Collected data
········

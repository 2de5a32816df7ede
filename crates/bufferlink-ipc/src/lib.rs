//! Bufferlink IPC Protocol
//!
//! Shared message types and transport endpoints used by the renderer host
//! (`bufferlink-host`) and its producers (`bufferlink-client`).

pub mod event_loop;
pub mod handle;
pub mod transport;
pub mod wire;

pub use event_loop::EventLoop;
pub use handle::{NativeHandle, SyncFence};
pub use transport::{Client, DispatchStatus, Host, TransportError};
pub use wire::{FRAME_SIZE, Frame, WirePayload};

use thiserror::Error;

/// Identifier of a buffer pool, minted by the host.
pub type PoolId = u32;
/// Slot index of a buffer inside its pool.
pub type BufferId = u32;

/// Number of buffer slots in every pool.
pub const POOL_DEPTH: usize = 4;

#[derive(Debug, Error, PartialEq, Eq)]
pub enum DecodeError {
    #[error("unknown message code {0}")]
    UnknownCode(u64),
}

// ============================================================================
// Messages
// ============================================================================

/// Every message understood by either side of a connection
#[derive(Debug, Clone, Copy, PartialEq, Eq)]
pub enum Message {
    /// Client → host: mint a new pool (reply expected)
    PoolConstruction,

    /// Host → client: answer to `PoolConstruction`
    PoolConstructionReply { pool_id: PoolId },

    /// Client → host: drop the unlocked buffers of a pool
    PoolPurge { pool_id: PoolId },

    /// Client → surface: route commits for this pool to the surface
    RegisterPool { pool_id: PoolId },

    /// Client → surface: stop routing, the pool is gone
    UnregisterPool { pool_id: PoolId },

    /// Client → host: a buffer handle for this slot follows
    BufferAllocation { pool_id: PoolId, buffer_id: BufferId },

    /// Client → host: the slot holds a rendered frame, optionally with a fence
    BufferCommit {
        pool_id: PoolId,
        buffer_id: BufferId,
        has_fence: bool,
    },

    /// Host → client: the slot may be rendered into again
    ReleaseBuffer { pool_id: PoolId, buffer_id: BufferId },

    /// Host → client: the last frame of this pool reached the screen
    FrameComplete { pool_id: PoolId },
}

impl Message {
    pub fn encode(&self) -> Frame {
        let mut frame = Frame::default();
        match *self {
            Message::PoolConstruction => {
                WirePayload::construct(&mut frame, &wire::PoolConstruction::default())
            }
            Message::PoolConstructionReply { pool_id } => {
                WirePayload::construct(&mut frame, &wire::PoolConstructionReply { pool_id })
            }
            Message::PoolPurge { pool_id } => {
                WirePayload::construct(&mut frame, &wire::PoolPurge { pool_id })
            }
            Message::RegisterPool { pool_id } => {
                WirePayload::construct(&mut frame, &wire::RegisterPool { pool_id })
            }
            Message::UnregisterPool { pool_id } => {
                WirePayload::construct(&mut frame, &wire::UnregisterPool { pool_id })
            }
            Message::BufferAllocation { pool_id, buffer_id } => WirePayload::construct(
                &mut frame,
                &wire::BufferAllocation { pool_id, buffer_id },
            ),
            Message::BufferCommit {
                pool_id,
                buffer_id,
                has_fence,
            } => WirePayload::construct(
                &mut frame,
                &wire::BufferCommit {
                    pool_id,
                    buffer_id,
                    flags: if has_fence { wire::COMMIT_HAS_FENCE } else { 0 },
                },
            ),
            Message::ReleaseBuffer { pool_id, buffer_id } => WirePayload::construct(
                &mut frame,
                &wire::ReleaseBuffer { pool_id, buffer_id },
            ),
            Message::FrameComplete { pool_id } => {
                WirePayload::construct(&mut frame, &wire::FrameComplete { pool_id })
            }
        }
        frame
    }

    pub fn decode(frame: &Frame) -> Result<Self, DecodeError> {
        use wire::codes;

        let message = match frame.code {
            codes::POOL_CONSTRUCTION => Message::PoolConstruction,
            codes::POOL_CONSTRUCTION_REPLY => Message::PoolConstructionReply {
                pool_id: wire::PoolConstructionReply::from_frame(frame).pool_id,
            },
            codes::POOL_PURGE => Message::PoolPurge {
                pool_id: wire::PoolPurge::from_frame(frame).pool_id,
            },
            codes::REGISTER_POOL => Message::RegisterPool {
                pool_id: wire::RegisterPool::from_frame(frame).pool_id,
            },
            codes::UNREGISTER_POOL => Message::UnregisterPool {
                pool_id: wire::UnregisterPool::from_frame(frame).pool_id,
            },
            codes::BUFFER_ALLOCATION => {
                let payload = wire::BufferAllocation::from_frame(frame);
                Message::BufferAllocation {
                    pool_id: payload.pool_id,
                    buffer_id: payload.buffer_id,
                }
            }
            codes::BUFFER_COMMIT => {
                let payload = wire::BufferCommit::from_frame(frame);
                Message::BufferCommit {
                    pool_id: payload.pool_id,
                    buffer_id: payload.buffer_id,
                    has_fence: payload.flags & wire::COMMIT_HAS_FENCE != 0,
                }
            }
            codes::RELEASE_BUFFER => {
                let payload = wire::ReleaseBuffer::from_frame(frame);
                Message::ReleaseBuffer {
                    pool_id: payload.pool_id,
                    buffer_id: payload.buffer_id,
                }
            }
            codes::FRAME_COMPLETE => Message::FrameComplete {
                pool_id: wire::FrameComplete::from_frame(frame).pool_id,
            },
            other => return Err(DecodeError::UnknownCode(other)),
        };
        Ok(message)
    }

    /// Code this message carries on the wire.
    pub fn code(&self) -> u64 {
        self.encode().code
    }
}

#[cfg(test)]
mod tests {
    use super::*;

    #[test]
    fn test_roundtrip_every_message() {
        let messages = [
            Message::PoolConstruction,
            Message::PoolConstructionReply { pool_id: 0 },
            Message::PoolPurge { pool_id: 9 },
            Message::RegisterPool { pool_id: 1 },
            Message::UnregisterPool { pool_id: u32::MAX },
            Message::BufferAllocation {
                pool_id: 0,
                buffer_id: 2,
            },
            Message::BufferCommit {
                pool_id: 4,
                buffer_id: 3,
                has_fence: true,
            },
            Message::BufferCommit {
                pool_id: 4,
                buffer_id: 1,
                has_fence: false,
            },
            Message::ReleaseBuffer {
                pool_id: 0,
                buffer_id: 2,
            },
            Message::FrameComplete { pool_id: 12 },
        ];

        for message in messages {
            let frame = message.encode();
            assert_eq!(Message::decode(&frame), Ok(message));
        }
    }

    #[test]
    fn test_codes_match_wire_table() {
        assert_eq!(Message::PoolConstruction.code(), 4);
        assert_eq!(Message::PoolConstructionReply { pool_id: 0 }.code(), 5);
        assert_eq!(Message::PoolPurge { pool_id: 0 }.code(), 6);
        assert_eq!(Message::RegisterPool { pool_id: 0 }.code(), 7);
        assert_eq!(Message::UnregisterPool { pool_id: 0 }.code(), 8);
        assert_eq!(
            Message::BufferAllocation {
                pool_id: 0,
                buffer_id: 0
            }
            .code(),
            10
        );
        assert_eq!(
            Message::ReleaseBuffer {
                pool_id: 0,
                buffer_id: 0
            }
            .code(),
            16
        );
        assert_eq!(Message::FrameComplete { pool_id: 0 }.code(), 23);
    }

    #[test]
    fn test_unknown_code_is_rejected() {
        let frame = Frame {
            code: 11,
            data: [0; wire::PAYLOAD_SIZE],
        };

        match Message::decode(&frame) {
            Err(DecodeError::UnknownCode(code)) => assert_eq!(code, 11),
            other => panic!("Wrong decode result: {:?}", other),
        }
    }

    #[test]
    fn test_commit_fence_flag_on_wire() {
        let frame = Message::BufferCommit {
            pool_id: 1,
            buffer_id: 0,
            has_fence: true,
        }
        .encode();

        assert_eq!(&frame.data[8..12], &wire::COMMIT_HAS_FENCE.to_ne_bytes());
    }
}
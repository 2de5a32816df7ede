//! Socket endpoints for the buffer protocol.
//!
//! Both ends speak fixed 32-byte frames over a connected `AF_UNIX` stream
//! socket. Descriptors travel out of band (SCM_RIGHTS) attached to a single
//! dummy byte, one descriptor per message, directly after the frame that
//! announces them.
//!
//! * [`Host`] creates the socket pair and hands the peer end to a client.
//! * [`Client`] adopts a descriptor received from elsewhere.
//!
//! Sockets are non-blocking and registered with an [`EventLoop`]. Operations
//! that must block (descriptor receive, the pool handshake, writes into a full
//! socket buffer) wait on the socket with `poll(2)` outside the event loop.

use std::cell::Cell;
use std::collections::VecDeque;
use std::io::{self, IoSlice, IoSliceMut, Read};
use std::os::fd::{AsFd, AsRawFd, BorrowedFd, FromRawFd, OwnedFd, RawFd};
use std::os::unix::net::UnixStream;

use mio::Token;
use nix::errno::Errno;
use nix::poll::{PollFd, PollFlags, PollTimeout, poll};
use nix::sys::socket::{
    AddressFamily, ControlMessage, ControlMessageOwned, MsgFlags, SockFlag, SockType, recvmsg,
    send, sendmsg, socketpair,
};
use thiserror::Error;
use tracing::{debug, warn};

use crate::event_loop::EventLoop;
use crate::wire::{FRAME_SIZE, Frame};
use crate::Message;

#[derive(Debug, Error)]
pub enum TransportError {
    #[error("endpoint is not initialized")]
    NotInitialized,

    #[error("connection closed by peer")]
    Closed,

    #[error("message carried no descriptor")]
    MissingDescriptor,

    #[error("socket error: {0}")]
    Os(#[from] Errno),

    #[error(transparent)]
    Io(#[from] io::Error),
}

/// Result of draining an endpoint
#[derive(Debug, Clone, Copy, PartialEq, Eq)]
pub enum DispatchStatus {
    /// Everything readable was delivered; more may arrive later.
    Open,
    /// The peer went away or the stream lost frame alignment. Nothing more
    /// will be delivered.
    Closed,
}

// ============================================================================
// Connection
// ============================================================================

enum ReadOutcome {
    Frame(Frame),
    WouldBlock,
    Closed,
}

/// Bytes of a frame whose remainder has not arrived yet
#[derive(Clone, Copy, Default)]
struct PartialFrame {
    bytes: [u8; FRAME_SIZE],
    filled: usize,
}

/// One registered, non-blocking stream socket
struct Connection {
    stream: UnixStream,
    token: Token,
    partial: Cell<PartialFrame>,
    /// A descriptor went missing, so frame boundaries can no longer be trusted.
    broken: Cell<bool>,
}

impl Connection {
    fn adopt(fd: OwnedFd, event_loop: &mut EventLoop) -> Result<Self, TransportError> {
        let stream = UnixStream::from(fd);
        stream.set_nonblocking(true)?;
        let token = event_loop.next_token();
        event_loop.register(stream.as_raw_fd(), token)?;
        Ok(Self {
            stream,
            token,
            partial: Cell::new(PartialFrame::default()),
            broken: Cell::new(false),
        })
    }

    fn raw_fd(&self) -> RawFd {
        self.stream.as_raw_fd()
    }

    fn wait(&self, flags: PollFlags) -> Result<(), TransportError> {
        let mut fds = [PollFd::new(self.stream.as_fd(), flags)];
        loop {
            match poll(&mut fds, PollTimeout::NONE) {
                Ok(_) => return Ok(()),
                Err(Errno::EINTR) => continue,
                Err(err) => return Err(err.into()),
            }
        }
    }

    fn write_frame(&self, frame: &Frame) -> Result<(), TransportError> {
        let bytes = frame.as_bytes();
        let mut sent = 0;
        // A full socket buffer waits instead of failing so frames never split.
        while sent < bytes.len() {
            match send(self.raw_fd(), &bytes[sent..], MsgFlags::MSG_NOSIGNAL) {
                Ok(n) => sent += n,
                Err(Errno::EINTR) => {}
                Err(Errno::EAGAIN) => self.wait(PollFlags::POLLOUT)?,
                Err(Errno::EPIPE | Errno::ECONNRESET) => return Err(TransportError::Closed),
                Err(err) => return Err(err.into()),
            }
        }
        Ok(())
    }

    /// Read one frame without blocking.
    ///
    /// A frame that is only partly readable is kept and completed by a later
    /// call, so a stalled peer never holds up the event loop.
    fn read_frame(&self) -> Result<ReadOutcome, TransportError> {
        if self.broken.get() {
            return Ok(ReadOutcome::Closed);
        }
        let mut partial = self.partial.take();
        while partial.filled < FRAME_SIZE {
            match (&self.stream).read(&mut partial.bytes[partial.filled..]) {
                Ok(0) => {
                    if partial.filled > 0 {
                        debug!(
                            "Peer closed token {:?} after {} bytes of a frame",
                            self.token, partial.filled
                        );
                    }
                    return Ok(ReadOutcome::Closed);
                }
                Ok(n) => partial.filled += n,
                Err(err) if err.kind() == io::ErrorKind::Interrupted => {}
                Err(err) if err.kind() == io::ErrorKind::WouldBlock => {
                    self.partial.set(partial);
                    return Ok(ReadOutcome::WouldBlock);
                }
                Err(err) => return Err(err.into()),
            }
        }
        Ok(ReadOutcome::Frame(Frame::from_bytes(&partial.bytes)))
    }

    fn send_fd(&self, fd: BorrowedFd<'_>) -> Result<(), TransportError> {
        let fds = [fd.as_raw_fd()];
        let dummy = [0u8; 1];
        let iov = [IoSlice::new(&dummy)];
        let cmsgs = [ControlMessage::ScmRights(&fds)];
        loop {
            match sendmsg::<()>(self.raw_fd(), &iov, &cmsgs, MsgFlags::MSG_NOSIGNAL, None) {
                Ok(_) => return Ok(()),
                Err(Errno::EINTR) => continue,
                Err(Errno::EAGAIN) => self.wait(PollFlags::POLLOUT)?,
                Err(Errno::EPIPE | Errno::ECONNRESET) => return Err(TransportError::Closed),
                Err(err) => return Err(err.into()),
            }
        }
    }

    fn receive_fd(&self) -> Result<OwnedFd, TransportError> {
        if self.broken.get() {
            return Err(TransportError::Closed);
        }
        loop {
            let mut dummy = [0u8; 1];
            let mut iov = [IoSliceMut::new(&mut dummy)];
            let mut cmsg_buffer = nix::cmsg_space!([RawFd; 1]);

            let msg = match recvmsg::<()>(
                self.raw_fd(),
                &mut iov,
                Some(cmsg_buffer.as_mut_slice()),
                MsgFlags::MSG_CMSG_CLOEXEC,
            ) {
                Ok(msg) => msg,
                Err(Errno::EINTR) => continue,
                Err(Errno::EAGAIN) => {
                    // The frame announcing the descriptor can be readable before
                    // the descriptor itself.
                    self.wait(PollFlags::POLLIN)?;
                    continue;
                }
                Err(err) => return Err(err.into()),
            };

            if msg.bytes == 0 {
                self.broken.set(true);
                return Err(TransportError::Closed);
            }
            if msg.flags.contains(MsgFlags::MSG_CTRUNC) {
                warn!("Ancillary data truncated while receiving a descriptor");
            }

            let mut received = None;
            for cmsg in msg.cmsgs()? {
                if let ControlMessageOwned::ScmRights(fds) = cmsg {
                    for fd in fds {
                        // SAFETY: the kernel just installed this descriptor for us
                        // and nothing else refers to it.
                        let owned = unsafe { OwnedFd::from_raw_fd(fd) };
                        if received.is_none() {
                            received = Some(owned);
                        } else {
                            warn!("Dropping extra descriptor {} attached to one message", fd);
                        }
                    }
                }
            }
            // The dummy byte we consumed belonged to the next frame.
            return received.ok_or_else(|| {
                self.broken.set(true);
                TransportError::MissingDescriptor
            });
        }
    }
}
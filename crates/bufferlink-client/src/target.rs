//! Per-surface producer state.
//!
//! A target cycles rendering through a fixed set of slots. A slot is locked
//! from the moment its buffer is committed until the host releases it, and is
//! never rendered into while locked.

use bufferlink_ipc::{BufferId, Client, NativeHandle, POOL_DEPTH, PoolId};
use tracing::debug;

/// Receives notifications about one target.
pub trait TargetListener {
    /// A newly allocated buffer was announced to the host.
    fn buffer_attached(&mut self, _buffer_id: BufferId, _handle: &NativeHandle) {}

    /// The host displayed a frame of this target.
    fn frame_displayed(&mut self);
}

#[derive(Debug)]
pub struct Slot {
    buffer_id: BufferId,
    locked: bool,
    handle: Option<NativeHandle>,
}

impl Slot {
    fn new(buffer_id: BufferId) -> Self {
        Self {
            buffer_id,
            locked: false,
            handle: None,
        }
    }

    pub fn buffer_id(&self) -> BufferId {
        self.buffer_id
    }

    pub fn is_locked(&self) -> bool {
        self.locked
    }

    pub fn handle(&self) -> Option<&NativeHandle> {
        self.handle.as_ref()
    }
}

pub struct Target {
    pub(crate) endpoint: Client,
    pub(crate) listener: Box<dyn TargetListener>,
    width: u32,
    height: u32,
    pool_id: Option<PoolId>,
    slots: [Slot; POOL_DEPTH],
    current: Option<usize>,
}

impl Target {
    pub(crate) fn new(endpoint: Client, listener: Box<dyn TargetListener>) -> Self {
        Self {
            endpoint,
            listener,
            width: 0,
            height: 0,
            pool_id: None,
            slots: std::array::from_fn(|index| Slot::new(index as BufferId)),
            current: None,
        }
    }

    pub fn size(&self) -> (u32, u32) {
        (self.width, self.height)
    }

    pub(crate) fn set_size(&mut self, width: u32, height: u32) {
        self.width = width;
        self.height = height;
    }

    /// Pool currently negotiated with the host, if any.
    pub fn pool_id(&self) -> Option<PoolId> {
        self.pool_id
    }

    pub(crate) fn set_pool_id(&mut self, pool_id: Option<PoolId>) {
        self.pool_id = pool_id;
    }

    pub fn slot(&self, buffer_id: BufferId) -> Option<&Slot> {
        self.slots.get(usize::try_from(buffer_id).ok()?)
    }

    pub fn slots(&self) -> &[Slot] {
        &self.slots
    }

    /// Slot being rendered into between `frame_will_render` and `frame_rendered`.
    pub fn current(&self) -> Option<&Slot> {
        self.current.map(|index| &self.slots[index])
    }

    /// Pick the first unlocked slot as the render destination.
    ///
    /// # Panics
    ///
    /// If every slot is locked: the host is holding more buffers than a pool
    /// has, and rendering cannot continue.
    pub(crate) fn select_current(&mut self) -> usize {
        let Some(index) = self.slots.iter().position(|slot| !slot.locked) else {
            panic!(
                "all {} buffers of pool {:?} are locked by the host",
                POOL_DEPTH, self.pool_id
            );
        };
        self.current = Some(index);
        index
    }

    pub(crate) fn take_current(&mut self) -> Option<usize> {
        self.current.take()
    }

    pub(crate) fn attach(&mut self, index: usize, handle: NativeHandle) -> &NativeHandle {
        self.slots[index].handle.insert(handle)
    }

    pub(crate) fn lock(&mut self, index: usize) {
        self.slots[index].locked = true;
    }

    /// The host is done with `buffer_id` of `pool_id`.
    pub(crate) fn release(&mut self, pool_id: PoolId, buffer_id: BufferId) {
        if self.pool_id != Some(pool_id) {
            debug!("Ignoring release of buffer {} from old pool {}", buffer_id, pool_id);
            return;
        }
        match usize::try_from(buffer_id).ok().and_then(|i| self.slots.get_mut(i)) {
            Some(slot) => slot.locked = false,
            None => debug!("Ignoring release of unknown buffer {}", buffer_id),
        }
    }

    /// Free every local buffer and forget all locks.
    pub(crate) fn drop_buffers(&mut self) {
        for slot in self.slots.iter_mut() {
            slot.handle = None;
            slot.locked = false;
        }
        self.current = None;
    }
}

········

_Task brief_:
Once you have found every line above holding the word "IoSliceMut", copy those lines.

_Task result_:
use std::io::{self, IoSlice, IoSliceMut, Read};
            let mut iov = [IoSliceMut::new(&mut dummy)];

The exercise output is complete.